Piccoli Palcoscenici 2015 / Idee e Percorsi

La pace

Mestre Teatro Momo
Mercoledì 20 Maggio 2015 - 21:00
 

Sezione Scuole Medie Superiori

 

Liceo Statale A. Pigafetta - Vicenza

 

 

Autore: Aristofane

Adattamento e Regia: Pino Costalunga e Andrea Dellai

Scenografia e costumi: Isabella Grosshans

Responsabile tecnico: Gianmaria Sberze

Responsabile del laboratorio: Stefania Lievore

Durata: 60’

 

Partecipanti ed interpreti:

CaterinaBedin, Maria Elena Bernardelli, Andrea Bernardi, Francesca Casarotto, Giulia Cecchineri, Beatrice Cera, Serena Dal Lago, Nicoletta Erle, Elisabetta Faccin, Valentina Farinon, Irene Ferron, Maria Francis, Domenico Frascati, Claudia Fratini, Claudia Galla, Sofia Gastaldello, Alberto Gollin, Angela Elsa Grigenti, Isabella Grosshans, Maria Vittoria Isnenghi, Kristina Jenic, Caterina Marchesini, Maria Mineo, Matilde Minieri, Anna Miola, Stefano Murgia, Emily Palomo, Ginevra Pellizzari, Giulia Riello, Micol Rosini, Massimo Rotunno, Alice Stefani, Alessia Viggi, Francesco Viola, Maria ZamperettiCamilot

 

 

Una commedia spassosa e onirica, una fiaba epica e insieme lucidamente concreta e spietata verso le consolidate logiche di potere di tutti i tempi. ln groppa ad un gigantesco scarafaggio che si nutre di sterco, il contadino Trigeo vola in cielo, a chiedere spiegazioni agli dei sulla catastrofe bellica che da dieci anni sta insanguinando la Grecia.

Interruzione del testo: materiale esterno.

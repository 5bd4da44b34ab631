use std::{thread, time::Duration};

use tracing::{error, info, Level};

use kart_engine::{EngineConfig, RaceEngine};

/// Runs a single player race against the bots and logs the standings
/// once a second until someone takes the final lap.
fn main() {
    let subscriber = tracing_subscriber::fmt()
        .compact()
        .with_thread_names(true)
        .with_max_level(Level::INFO)
        .finish();
    tracing::subscriber::set_global_default(subscriber)
        .expect("Should be able to set global subscriber");

    info!("Starting a bot race");
    let mut engine = match RaceEngine::start(EngineConfig::default()) {
        Ok(engine) => engine,
        Err(e) => {
            error!("Could not start the engine: {e}");
            return;
        }
    };

    loop {
        if engine.is_finished() {
            break;
        }

        let state = match engine.state.read() {
            Ok(lock) => lock,
            Err(e) => {
                error!("Race state was poisoned: {:?}", e);
                break;
            }
        };

        info!(
            "{:?} after {} ms",
            state.phase,
            state.elapsed_ms
        );
        let mut standings: Vec<_> = state.karts().iter().collect();
        standings.sort_by_key(|kart| kart.rank);
        for kart in standings {
            info!(
                "  {}. {} (lap {}, item {:?})",
                kart.rank, kart.name, kart.lap, kart.item
            );
        }
        let finished = state.finished;
        drop(state);

        if finished {
            engine.stop();
            break;
        }
        thread::sleep(Duration::from_millis(1000));
    }

    if let Some(Err(e)) = engine.join() {
        info!("Engine failed because: {e}");
    }
    info!("Race done");
}
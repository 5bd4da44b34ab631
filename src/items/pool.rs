use tracing::debug;

use crate::math::{Angle, Fixed, Vec2};

use super::ItemKind;

/// Capacity of the track item pool.
pub const TRACK_ITEM_POOL_SIZE: usize = 32;

/// Ticks until a consumed item box reappears.
pub const ITEM_BOX_RESPAWN_TICKS: u32 = 300;

/// Hitbox "diameter" of an item box.
pub const ITEM_BOX_HITBOX: Fixed = Fixed::from_int(16);

/// Infinite lifetime sentinel.
pub const LIFETIME_INFINITE: i32 = -1;

/// No homing target sentinel.
pub const NO_TARGET: i32 = -1;

/// One element of the track item pool: a hazard lying on the track or a
/// projectile in flight.
#[derive(Debug, Clone, Copy)]
pub struct TrackItem {
    pub kind: ItemKind,
    pub pos: Vec2,
    /// Where the item was spawned.
    pub start_pos: Vec2,
    /// Units per tick; zero for hazards.
    pub speed: Fixed,
    pub angle: Angle,
    /// Hitbox width ("diameter" for collision tests).
    pub width: Fixed,
    pub height: Fixed,
    /// Remaining lifetime in ticks, [`LIFETIME_INFINITE`] for none.
    pub lifetime: i32,
    /// Kart index a homing projectile steers toward, [`NO_TARGET`] for none.
    pub target: i32,
    pub active: bool,
}

impl Default for TrackItem {
    fn default() -> TrackItem {
        TrackItem {
            kind: ItemKind::None,
            pos: Vec2::ZERO,
            start_pos: Vec2::ZERO,
            speed: Fixed::ZERO,
            angle: Angle::ZERO,
            width: Fixed::ZERO,
            height: Fixed::ZERO,
            lifetime: 0,
            target: NO_TARGET,
            active: false,
        }
    }
}

impl TrackItem {
    /// A stationary hazard.
    pub fn hazard(kind: ItemKind, pos: Vec2, angle: Angle) -> TrackItem {
        let hitbox = kind.hitbox();
        TrackItem {
            kind,
            pos,
            start_pos: pos,
            speed: Fixed::ZERO,
            angle,
            width: hitbox,
            height: hitbox,
            lifetime: kind.lifetime(),
            target: NO_TARGET,
            active: true,
        }
    }

    /// A projectile in flight.
    pub fn projectile(
        kind: ItemKind,
        pos: Vec2,
        angle: Angle,
        speed: Fixed,
        target: i32,
    ) -> TrackItem {
        let hitbox = kind.hitbox();
        TrackItem {
            kind,
            pos,
            start_pos: pos,
            speed,
            angle,
            width: hitbox,
            height: hitbox,
            lifetime: kind.lifetime(),
            target,
            active: true,
        }
    }
}

/// Fixed capacity pool of track items.
///
/// Allocation scans for the first inactive slot; when every slot is taken
/// the spawn is silently dropped.
#[derive(Debug, Clone)]
pub struct TrackItemPool {
    slots: [TrackItem; TRACK_ITEM_POOL_SIZE],
}

impl Default for TrackItemPool {
    fn default() -> TrackItemPool {
        TrackItemPool {
            slots: [TrackItem::default(); TRACK_ITEM_POOL_SIZE],
        }
    }
}

impl TrackItemPool {
    /// Place an item into the first free slot. Returns the slot index, or
    /// `None` when the pool is exhausted and the spawn was dropped.
    pub fn spawn(&mut self, item: TrackItem) -> Option<usize> {
        match self.slots.iter().position(|slot| !slot.active) {
            Some(index) => {
                self.slots[index] = item;
                Some(index)
            }
            None => {
                debug!("track item pool exhausted, dropping {:?}", item.kind);
                None
            }
        }
    }

    pub fn clear(&mut self) {
        self.slots = [TrackItem::default(); TRACK_ITEM_POOL_SIZE];
    }

    pub fn slots(&self) -> &[TrackItem] {
        &self.slots
    }

    pub fn slots_mut(&mut self) -> &mut [TrackItem] {
        &mut self.slots
    }

    pub fn iter_active(&self) -> impl Iterator<Item = &TrackItem> {
        self.slots.iter().filter(|item| item.active)
    }

    pub fn active_count(&self) -> usize {
        self.iter_active().count()
    }
}

/// An item box spawn point.
///
/// Either the box is on the track (`active`, timer zero) or it was picked
/// up and the respawn timer counts down to its return.
#[derive(Debug, Clone, Copy)]
pub struct ItemBoxSpawn {
    pub pos: Vec2,
    pub active: bool,
    pub respawn_ticks: u32,
}

impl ItemBoxSpawn {
    pub fn new(pos: Vec2) -> ItemBoxSpawn {
        ItemBoxSpawn {
            pos,
            active: true,
            respawn_ticks: 0,
        }
    }

    /// Consume the box and start the respawn countdown.
    pub fn take(&mut self) {
        self.active = false;
        self.respawn_ticks = ITEM_BOX_RESPAWN_TICKS;
    }

    /// Count down toward the respawn; the box returns at zero.
    pub fn tick(&mut self) {
        if self.active {
            return;
        }
        self.respawn_ticks = self.respawn_ticks.saturating_sub(1);
        if self.respawn_ticks == 0 {
            self.active = true;
        }
    }
}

Ma gli dei,disgustati dal comportamento degli uomini, non vogliono più avere niente a che fare con loro. L'Olimpo è quasi deserto: sono rimasti solo Ermes, un portinaio facilmente corruttibile, e Polemos, l'iracondo Dio della guerra. La Pace è imprigionata dietro pesanti cancelli: l'umanità, con i suoi egoismi, la ricerca di profitto personale e velleità di potere, le ha chiuso le porte. Dovranno essere gli uomini stessi a mobilitarsi per liberarla.

Attraverso la rielaborazione dell'opera del commediografo greco, porteremo alla luce i nodi universali dell'antica commedia: esploreremo la dimensione di un coro che dice basta alle lotte fratricide e che, grazie al riso e al rovesciamento (e al teatro), sconfigge la buia realtà per ritrovare il sogno.

È l'umanità tutta, attraverso la figura del volgare Trigeo, a gridare il suo disperato bisogno di quiete. Ma, poi, l'uomo è veramente in grado di vivere in pace? Che differenza c'è tra la realtà e l'utopia?